Not having Darcy in bed with her was enough to make Lizzy remonstrate severely with her servants, but nothing would make them stop their jittery and lazy behaviour!
If Lizzy had had those masters that Lady Catherine deemed necessary to the education of a young lady, she might have noticed that the cycle of laziness and her husband's bad temper corresponded with the phases of the moon. But as her father and mother had not made such information forcibly available and Lizzy only saw the moon as a pretty object that hung in the sky, she was ignorant of such a coincidence.
The shutter was undone and Lizzy looked up at that full bright moon. She fastened it carefully and went back to bed. She knew she would look a fright in the morning and could not even fix her hair as her bedchamber had no mirrors. Darcy hated mirrors when he was in a bad tempered and had them all covered up during his bad moods, except the one in Lizzy's room which was actually removed until the servants had stopped annoying him.
Darcy was sullen at breakfast the next morning but his spirits soon rose and everything was back to normal.

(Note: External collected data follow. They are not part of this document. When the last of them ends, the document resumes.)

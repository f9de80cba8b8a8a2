//! Instruction preamble sent with every reasoning request

use std::path::Path;

use super::AgentError;

/// Built-in preamble: allowed actions, platform coverage, quoting discipline.
pub const DEFAULT_PREAMBLE: &str = r#"You are a Chief Brand Intelligence Officer. Your client is a business owner who needs market insight with real commercial value.

Workflow, repeated per source: search -> click (pass the result index) -> read -> go_back.
- Spend most of your effort on Weibo, Xiaohongshu and Bilibili; general web search is supporting material.
- On every social platform, read posts from at least five different creators. Prefer the newest and most popular posts.
- If a search engine returns nothing, the search action falls back to DuckDuckGo by itself; you do not need to retry.
- Never click a link you already opened. Always go_back after reading.
- Read at least 5-8 different pages before concluding, and note the URL of every page you read.

For each source, analyse:
1. Sentiment polarity: are users praising or complaining?
2. Pain points: price, usability, looks, service?
3. Purchase intent: are users asking where to buy?
4. Competitors: do users say another brand is better?
Ignore spam and filler comments. Flag content that looks machine-generated.

Quoting discipline:
- Quote users verbatim, in their original language, without changing a single word.
- Tag every quote with its source (e.g. "Xiaohongshu note", "Weibo comment") and keep the link or video title.
- Write reasoned analysis of the social and commercial logic behind the feedback, not bullet lists alone. After the weaknesses, also cover the strengths.

When you have enough material you MUST call generate_report:
- real_quotes: at least 10 verbatim user quotes, one per line, formatted as > "quote" (source: platform user)
- deep_analysis: an analytical essay of about 500 words
- sources: every URL you consulted
Never write the report into the chat; only generate_report produces it."#;

/// The preamble from `path` when given, the built-in one otherwise.
pub fn load_preamble(path: Option<&Path>) -> Result<String, AgentError> {
    match path {
        Some(path) => std::fs::read_to_string(path).map_err(|source| AgentError::Preamble {
            path: path.to_path_buf(),
            source,
        }),
        None => Ok(DEFAULT_PREAMBLE.to_string()),
    }
}

#[cfg(test)]
mod tests {
    use super::*;

    #[test]
    fn default_preamble_names_every_action() {
        for action in ["search", "click", "read", "go_back", "generate_report"] {
            assert!(DEFAULT_PREAMBLE.contains(action), "{action}");
        }
        assert_eq!(load_preamble(None).unwrap(), DEFAULT_PREAMBLE);
    }

    #[test]
    fn preamble_file_overrides_default() {
        let mut file = tempfile::NamedTempFile::new().unwrap();
        std::io::Write::write_all(&mut file, b"Only use bing.").unwrap();
        assert_eq!(load_preamble(Some(file.path())).unwrap(), "Only use bing.");
    }

    #[test]
    fn missing_preamble_file_is_an_error() {
        let err = load_preamble(Some(Path::new("/nonexistent/preamble.txt"))).unwrap_err();
        assert!(matches!(err, AgentError::Preamble { .. }));
    }
}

Since this was the fifth time such things had occurred, Lizzy decided that she would go into the village and talk to Darcy's tenants; perhaps they would know what caused such a gloom to descend upon Pemberley!
After kissing her husband and watching him take his favourite horse out of the stables, Lizzy set off basket in hand to traipse across the Park.

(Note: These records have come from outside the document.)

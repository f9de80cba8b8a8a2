//! Reasoning/acting control loop
//!
//! The loop alternates between asking the reasoning provider for a decision
//! and dispatching the requested actions. It ends on the first assistant turn
//! that requests no action, or when the optional turn ceiling is reached.

use tracing::{info, warn};

use super::actions::ActionCatalog;
use super::conversation::{Conversation, Message};
use super::dispatcher::dispatch;
use super::prompts::DEFAULT_PREAMBLE;
use super::{AgentResult, RunSummary};
use crate::llm::{AssistantTurn, ReasoningProvider};
use crate::session::ResearchSession;

#[derive(Debug, Clone, Copy, PartialEq, Eq)]
pub enum AgentState {
    /// Waiting for the provider's next decision
    Reasoning,
    /// Running the actions of the latest assistant turn
    Acting,
    /// The latest assistant turn requested nothing
    Finished,
}

/// Next state given the conversation after the current state's work.
pub fn transition(state: AgentState, conversation: &Conversation) -> AgentState {
    match state {
        AgentState::Reasoning if conversation.pending_actions().is_empty() => AgentState::Finished,
        AgentState::Reasoning => AgentState::Acting,
        AgentState::Acting => AgentState::Reasoning,
        AgentState::Finished => AgentState::Finished,
    }
}

pub struct Orchestrator<P> {
    provider: P,
    catalog: ActionCatalog,
    session: ResearchSession,
    preamble: String,
    max_turns: Option<usize>,
}

impl<P: ReasoningProvider> Orchestrator<P> {
    pub fn new(provider: P, session: ResearchSession) -> Self {
        Self {
            provider,
            catalog: ActionCatalog::default(),
            session,
            preamble: DEFAULT_PREAMBLE.to_string(),
            max_turns: None,
        }
    }

    pub fn with_preamble(mut self, preamble: impl Into<String>) -> Self {
        self.preamble = preamble.into();
        self
    }

    pub fn with_catalog(mut self, catalog: ActionCatalog) -> Self {
        self.catalog = catalog;
        self
    }

    /// Stop after this many reasoning calls. `None` runs until the provider
    /// answers without actions.
    pub fn with_max_turns(mut self, max_turns: Option<usize>) -> Self {
        self.max_turns = max_turns;
        self
    }

    pub fn session(&self) -> &ResearchSession {
        &self.session
    }

    /// Run `task` to completion.
    pub async fn run(&mut self, task: &str) -> AgentResult<RunSummary> {
        info!("Task: {}", task);

        let specs = self.catalog.specs();
        let mut conversation = Conversation::new();
        conversation.push(Message::human(task));

        let mut state = AgentState::Reasoning;
        let mut turns = 0;

        loop {
            match state {
                AgentState::Reasoning => {
                    if let Some(max) = self.max_turns
                        && turns >= max
                    {
                        warn!("Stopping after {} turn(s) without a final answer", turns);
                        return Ok(RunSummary::new(turns, conversation, true));
                    }

                    let turn = self
                        .provider
                        .complete(&self.preamble, &conversation, &specs)
                        .await?;
                    turns += 1;
                    log_decision(turns, &turn);
                    conversation.push(turn.into_message());
                }
                AgentState::Acting => {
                    let requests = conversation.pending_actions().to_vec();
                    let results = dispatch(&self.catalog, &mut self.session, &requests).await;
                    conversation.extend(results);
                }
                AgentState::Finished => break,
            }
            state = transition(state, &conversation);
        }

        info!("Finished after {} turn(s)", turns);
        Ok(RunSummary::new(turns, conversation, false))
    }
}

fn log_decision(turn_no: usize, turn: &AssistantTurn) {
    match turn.actions.first() {
        Some(first) if turn.actions.len() > 1 => info!(
            "Turn {}: {} {} (+{} more)",
            turn_no,
            first.name,
            first.arguments,
            turn.actions.len() - 1
        ),
        Some(first) => info!("Turn {}: {} {}", turn_no, first.name, first.arguments),
        None => info!("Turn {}: final answer:\n{}", turn_no, turn.content),
    }
}
//! The browsing context every action operates on
//!
//! One page, one visited-link ledger, one report writer; owned by the
//! orchestrator for the whole run and lent to each action in turn.

use std::path::PathBuf;

use crate::agent::ActionError;
use crate::browser::PageDriver;
use crate::extraction::StrategyRegistry;
use crate::navigation::VisitedLinks;
use crate::report::ReportWriter;

pub struct ResearchSession {
    page: Option<Box<dyn PageDriver>>,
    visited: VisitedLinks,
    strategies: StrategyRegistry,
    reports: ReportWriter,
}

impl ResearchSession {
    pub fn new(page: Box<dyn PageDriver>, report_dir: impl Into<PathBuf>) -> Self {
        Self {
            page: Some(page),
            ..Self::detached(report_dir)
        }
    }

    /// Session without a browser page; page actions fail with `NoSession`.
    pub fn detached(report_dir: impl Into<PathBuf>) -> Self {
        Self {
            page: None,
            visited: VisitedLinks::new(),
            strategies: StrategyRegistry::default(),
            reports: ReportWriter::new(report_dir),
        }
    }

    pub fn with_strategies(mut self, strategies: StrategyRegistry) -> Self {
        self.strategies = strategies;
        self
    }

    pub fn page(&self) -> Result<&dyn PageDriver, ActionError> {
        self.page.as_deref().ok_or(ActionError::NoSession)
    }

    /// The page together with the visited-link ledger, for clicking.
    pub fn page_and_visited(&mut self) -> Result<(&dyn PageDriver, &mut VisitedLinks), ActionError> {
        let page = self.page.as_deref().ok_or(ActionError::NoSession)?;
        Ok((page, &mut self.visited))
    }

    pub fn visited(&self) -> &VisitedLinks {
        &self.visited
    }

    pub fn strategies(&self) -> &StrategyRegistry {
        &self.strategies
    }

    pub fn reports_mut(&mut self) -> &mut ReportWriter {
        &mut self.reports
    }
}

Mrs. Cadman greeted her at the door of her jolly thatched cottage. She listened sympathetically to Lizzy's grievances.
"Ay," she nodded as Lizzy detailed the activities of her servants and the shocking effect on her husband, who was so fair and amiable the rest of the time!
Lizzy waited for the wise woman to tell her how to handle such insufferable insubordination.
"But, ma'am, did you not know of the curse of Pemberley?"
"The Curse of Pemberley?"
"Ay! It was the time of Edward the Confessor, so such a long time ago, and while Pemberley did not stand, a manor did, and the owner of that manner sided with the Godwins, and Edward the Confessor's archbishop of Canterbury cursed him. Cursed him for a thousand years! Every since then, strange things happen around Pemberley."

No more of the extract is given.